::: RECORDS SUPPLIED
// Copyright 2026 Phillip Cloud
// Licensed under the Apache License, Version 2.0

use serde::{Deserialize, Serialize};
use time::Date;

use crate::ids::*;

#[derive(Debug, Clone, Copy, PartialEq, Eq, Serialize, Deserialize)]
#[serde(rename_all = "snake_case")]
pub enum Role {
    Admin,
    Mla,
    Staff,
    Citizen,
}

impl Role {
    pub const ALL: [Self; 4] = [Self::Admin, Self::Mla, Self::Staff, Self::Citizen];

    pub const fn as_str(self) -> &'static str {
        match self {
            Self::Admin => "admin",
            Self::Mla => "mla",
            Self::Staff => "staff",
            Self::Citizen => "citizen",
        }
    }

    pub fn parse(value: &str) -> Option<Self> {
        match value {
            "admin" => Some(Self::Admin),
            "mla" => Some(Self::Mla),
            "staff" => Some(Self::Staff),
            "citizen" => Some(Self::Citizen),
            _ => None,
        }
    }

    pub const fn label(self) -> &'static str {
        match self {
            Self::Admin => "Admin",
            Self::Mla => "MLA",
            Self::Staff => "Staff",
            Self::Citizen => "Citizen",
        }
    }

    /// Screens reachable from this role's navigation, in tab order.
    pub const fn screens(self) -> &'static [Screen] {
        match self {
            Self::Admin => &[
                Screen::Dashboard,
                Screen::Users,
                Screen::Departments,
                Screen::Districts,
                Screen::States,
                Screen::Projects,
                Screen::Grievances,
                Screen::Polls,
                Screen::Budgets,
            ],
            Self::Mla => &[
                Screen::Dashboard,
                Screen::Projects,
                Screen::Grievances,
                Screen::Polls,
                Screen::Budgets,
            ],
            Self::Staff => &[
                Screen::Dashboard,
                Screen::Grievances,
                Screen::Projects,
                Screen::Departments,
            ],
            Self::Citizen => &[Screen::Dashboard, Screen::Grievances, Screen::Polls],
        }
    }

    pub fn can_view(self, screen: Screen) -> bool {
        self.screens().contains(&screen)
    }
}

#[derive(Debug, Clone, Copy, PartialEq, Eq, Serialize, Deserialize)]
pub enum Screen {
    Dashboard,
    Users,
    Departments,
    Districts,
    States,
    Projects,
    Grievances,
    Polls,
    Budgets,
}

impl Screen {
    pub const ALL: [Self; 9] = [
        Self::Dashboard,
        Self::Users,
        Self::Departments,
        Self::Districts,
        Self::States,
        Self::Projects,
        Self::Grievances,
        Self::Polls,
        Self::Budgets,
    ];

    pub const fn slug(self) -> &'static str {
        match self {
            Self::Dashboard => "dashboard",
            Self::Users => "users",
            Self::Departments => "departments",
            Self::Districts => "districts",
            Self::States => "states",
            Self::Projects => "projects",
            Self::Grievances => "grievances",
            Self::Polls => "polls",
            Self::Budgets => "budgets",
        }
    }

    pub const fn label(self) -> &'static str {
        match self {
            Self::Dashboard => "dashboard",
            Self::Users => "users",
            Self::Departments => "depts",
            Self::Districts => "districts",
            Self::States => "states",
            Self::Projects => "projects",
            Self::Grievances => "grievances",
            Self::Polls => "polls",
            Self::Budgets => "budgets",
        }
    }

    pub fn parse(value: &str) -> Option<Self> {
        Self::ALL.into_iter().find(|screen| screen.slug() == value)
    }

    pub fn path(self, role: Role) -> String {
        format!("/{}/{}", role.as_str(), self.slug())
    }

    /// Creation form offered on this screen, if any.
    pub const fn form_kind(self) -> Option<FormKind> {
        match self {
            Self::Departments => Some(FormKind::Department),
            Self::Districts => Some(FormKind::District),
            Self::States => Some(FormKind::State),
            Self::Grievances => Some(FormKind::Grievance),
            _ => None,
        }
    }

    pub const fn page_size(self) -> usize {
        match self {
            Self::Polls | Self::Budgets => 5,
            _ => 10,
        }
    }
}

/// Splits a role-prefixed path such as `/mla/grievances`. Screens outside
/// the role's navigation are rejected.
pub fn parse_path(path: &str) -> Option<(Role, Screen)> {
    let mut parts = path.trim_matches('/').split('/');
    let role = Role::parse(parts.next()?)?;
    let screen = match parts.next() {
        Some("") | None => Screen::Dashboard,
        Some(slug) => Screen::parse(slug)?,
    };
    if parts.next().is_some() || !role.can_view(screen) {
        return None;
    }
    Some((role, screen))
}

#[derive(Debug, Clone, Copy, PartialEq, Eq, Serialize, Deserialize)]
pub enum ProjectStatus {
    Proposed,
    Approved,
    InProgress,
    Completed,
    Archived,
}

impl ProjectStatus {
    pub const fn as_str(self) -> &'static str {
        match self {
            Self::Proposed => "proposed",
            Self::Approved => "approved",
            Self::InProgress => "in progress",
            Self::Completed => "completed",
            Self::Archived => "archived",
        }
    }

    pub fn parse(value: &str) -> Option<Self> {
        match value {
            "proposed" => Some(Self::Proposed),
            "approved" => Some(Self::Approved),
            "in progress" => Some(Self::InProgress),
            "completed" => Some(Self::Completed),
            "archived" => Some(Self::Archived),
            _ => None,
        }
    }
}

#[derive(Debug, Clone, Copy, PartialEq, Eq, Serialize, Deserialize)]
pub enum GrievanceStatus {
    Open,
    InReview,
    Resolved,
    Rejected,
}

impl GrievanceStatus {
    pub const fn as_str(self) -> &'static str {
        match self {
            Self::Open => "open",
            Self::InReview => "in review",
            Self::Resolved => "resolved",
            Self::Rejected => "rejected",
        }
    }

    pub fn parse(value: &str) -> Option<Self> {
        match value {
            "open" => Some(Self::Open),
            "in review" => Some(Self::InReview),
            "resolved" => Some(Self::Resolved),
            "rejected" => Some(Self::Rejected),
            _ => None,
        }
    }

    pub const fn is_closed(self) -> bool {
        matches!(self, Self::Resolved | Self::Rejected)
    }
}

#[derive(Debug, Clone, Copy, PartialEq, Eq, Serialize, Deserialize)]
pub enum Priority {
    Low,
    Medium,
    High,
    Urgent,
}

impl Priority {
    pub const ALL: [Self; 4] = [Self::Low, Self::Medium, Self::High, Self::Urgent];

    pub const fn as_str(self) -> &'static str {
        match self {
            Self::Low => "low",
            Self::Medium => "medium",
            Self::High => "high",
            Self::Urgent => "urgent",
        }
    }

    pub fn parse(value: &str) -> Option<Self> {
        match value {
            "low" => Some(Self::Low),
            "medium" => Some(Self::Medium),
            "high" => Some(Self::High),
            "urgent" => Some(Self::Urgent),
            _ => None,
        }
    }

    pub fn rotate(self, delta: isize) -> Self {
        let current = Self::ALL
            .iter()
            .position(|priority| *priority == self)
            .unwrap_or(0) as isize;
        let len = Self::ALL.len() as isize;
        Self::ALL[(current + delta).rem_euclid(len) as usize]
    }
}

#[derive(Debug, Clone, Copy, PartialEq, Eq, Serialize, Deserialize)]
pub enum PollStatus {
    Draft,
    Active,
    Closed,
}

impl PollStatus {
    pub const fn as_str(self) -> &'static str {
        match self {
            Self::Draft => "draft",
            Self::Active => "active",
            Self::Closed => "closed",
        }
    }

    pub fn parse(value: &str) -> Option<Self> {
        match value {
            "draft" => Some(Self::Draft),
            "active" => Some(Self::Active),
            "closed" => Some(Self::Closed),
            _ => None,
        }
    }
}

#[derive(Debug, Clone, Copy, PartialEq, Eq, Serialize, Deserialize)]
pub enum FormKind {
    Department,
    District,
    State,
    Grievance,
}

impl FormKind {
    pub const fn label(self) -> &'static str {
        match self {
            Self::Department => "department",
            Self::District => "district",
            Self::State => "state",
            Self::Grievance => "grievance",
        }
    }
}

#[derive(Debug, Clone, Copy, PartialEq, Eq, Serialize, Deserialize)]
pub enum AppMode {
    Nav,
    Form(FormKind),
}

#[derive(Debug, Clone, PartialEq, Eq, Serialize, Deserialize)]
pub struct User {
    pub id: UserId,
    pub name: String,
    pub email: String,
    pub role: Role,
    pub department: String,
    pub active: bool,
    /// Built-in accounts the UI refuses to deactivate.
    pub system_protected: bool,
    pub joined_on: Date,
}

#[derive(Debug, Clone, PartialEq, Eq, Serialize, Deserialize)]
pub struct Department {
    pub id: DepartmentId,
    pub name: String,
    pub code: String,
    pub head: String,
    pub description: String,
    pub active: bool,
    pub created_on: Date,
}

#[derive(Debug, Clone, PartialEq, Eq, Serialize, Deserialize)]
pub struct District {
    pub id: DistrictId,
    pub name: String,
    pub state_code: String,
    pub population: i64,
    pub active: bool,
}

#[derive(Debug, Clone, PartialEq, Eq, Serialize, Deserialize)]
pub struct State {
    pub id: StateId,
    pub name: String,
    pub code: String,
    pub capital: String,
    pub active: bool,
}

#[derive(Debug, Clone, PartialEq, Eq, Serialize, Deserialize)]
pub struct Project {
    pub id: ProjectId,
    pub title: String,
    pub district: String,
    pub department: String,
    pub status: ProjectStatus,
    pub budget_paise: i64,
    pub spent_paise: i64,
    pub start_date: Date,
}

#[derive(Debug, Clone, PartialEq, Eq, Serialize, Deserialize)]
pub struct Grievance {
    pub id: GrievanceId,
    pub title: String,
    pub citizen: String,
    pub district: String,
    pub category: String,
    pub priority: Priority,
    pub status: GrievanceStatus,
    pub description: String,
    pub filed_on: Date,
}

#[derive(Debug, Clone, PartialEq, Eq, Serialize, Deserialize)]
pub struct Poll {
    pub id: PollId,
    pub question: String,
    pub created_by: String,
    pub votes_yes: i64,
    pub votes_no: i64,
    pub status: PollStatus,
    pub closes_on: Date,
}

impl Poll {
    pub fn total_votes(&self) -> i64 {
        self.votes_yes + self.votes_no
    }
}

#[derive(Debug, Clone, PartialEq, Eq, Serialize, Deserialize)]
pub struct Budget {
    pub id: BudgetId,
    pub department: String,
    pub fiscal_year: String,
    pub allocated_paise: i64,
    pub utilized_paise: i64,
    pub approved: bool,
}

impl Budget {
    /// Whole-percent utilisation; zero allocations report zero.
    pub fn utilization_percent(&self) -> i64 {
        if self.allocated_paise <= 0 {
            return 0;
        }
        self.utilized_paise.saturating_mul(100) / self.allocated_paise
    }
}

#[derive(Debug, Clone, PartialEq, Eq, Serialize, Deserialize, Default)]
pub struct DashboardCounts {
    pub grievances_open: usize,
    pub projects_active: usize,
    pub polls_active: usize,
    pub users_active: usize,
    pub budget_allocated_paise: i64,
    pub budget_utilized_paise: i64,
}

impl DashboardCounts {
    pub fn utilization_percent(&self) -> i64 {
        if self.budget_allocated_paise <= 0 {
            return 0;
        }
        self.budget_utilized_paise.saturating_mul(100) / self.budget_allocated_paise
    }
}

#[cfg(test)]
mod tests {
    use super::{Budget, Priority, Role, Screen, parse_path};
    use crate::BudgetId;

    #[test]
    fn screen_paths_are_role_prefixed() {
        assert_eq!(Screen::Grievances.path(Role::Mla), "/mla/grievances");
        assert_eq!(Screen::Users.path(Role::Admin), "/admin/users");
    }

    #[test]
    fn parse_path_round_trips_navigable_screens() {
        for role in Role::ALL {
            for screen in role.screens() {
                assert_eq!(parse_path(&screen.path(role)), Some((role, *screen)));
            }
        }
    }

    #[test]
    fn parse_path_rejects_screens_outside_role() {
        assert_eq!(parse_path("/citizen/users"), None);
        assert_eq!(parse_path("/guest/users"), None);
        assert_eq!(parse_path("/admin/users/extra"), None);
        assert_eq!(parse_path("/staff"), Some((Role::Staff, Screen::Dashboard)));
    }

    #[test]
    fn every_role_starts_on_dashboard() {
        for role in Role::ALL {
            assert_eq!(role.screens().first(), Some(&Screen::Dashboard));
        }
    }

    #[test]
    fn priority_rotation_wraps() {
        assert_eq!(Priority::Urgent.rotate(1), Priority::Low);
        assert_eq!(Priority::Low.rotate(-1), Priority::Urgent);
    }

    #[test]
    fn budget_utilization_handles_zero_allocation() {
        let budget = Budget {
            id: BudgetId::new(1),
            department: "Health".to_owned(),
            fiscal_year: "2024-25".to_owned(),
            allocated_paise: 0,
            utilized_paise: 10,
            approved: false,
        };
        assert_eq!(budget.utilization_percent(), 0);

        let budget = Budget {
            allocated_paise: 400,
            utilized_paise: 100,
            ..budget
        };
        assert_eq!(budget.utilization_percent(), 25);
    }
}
::::::
- [TASK BRIEF]: Return only this span, exactly: the line that contains "assert_eq!(budget.utilization_percent(), 0);" and all lines after it to the end of the records.

- [WRITTEN SOLUTION]:
        assert_eq!(budget.utilization_percent(), 0);

        let budget = Budget {
            allocated_paise: 400,
            utilized_paise: 100,
            ..budget
        };
        assert_eq!(budget.utilization_percent(), 25);
    }
}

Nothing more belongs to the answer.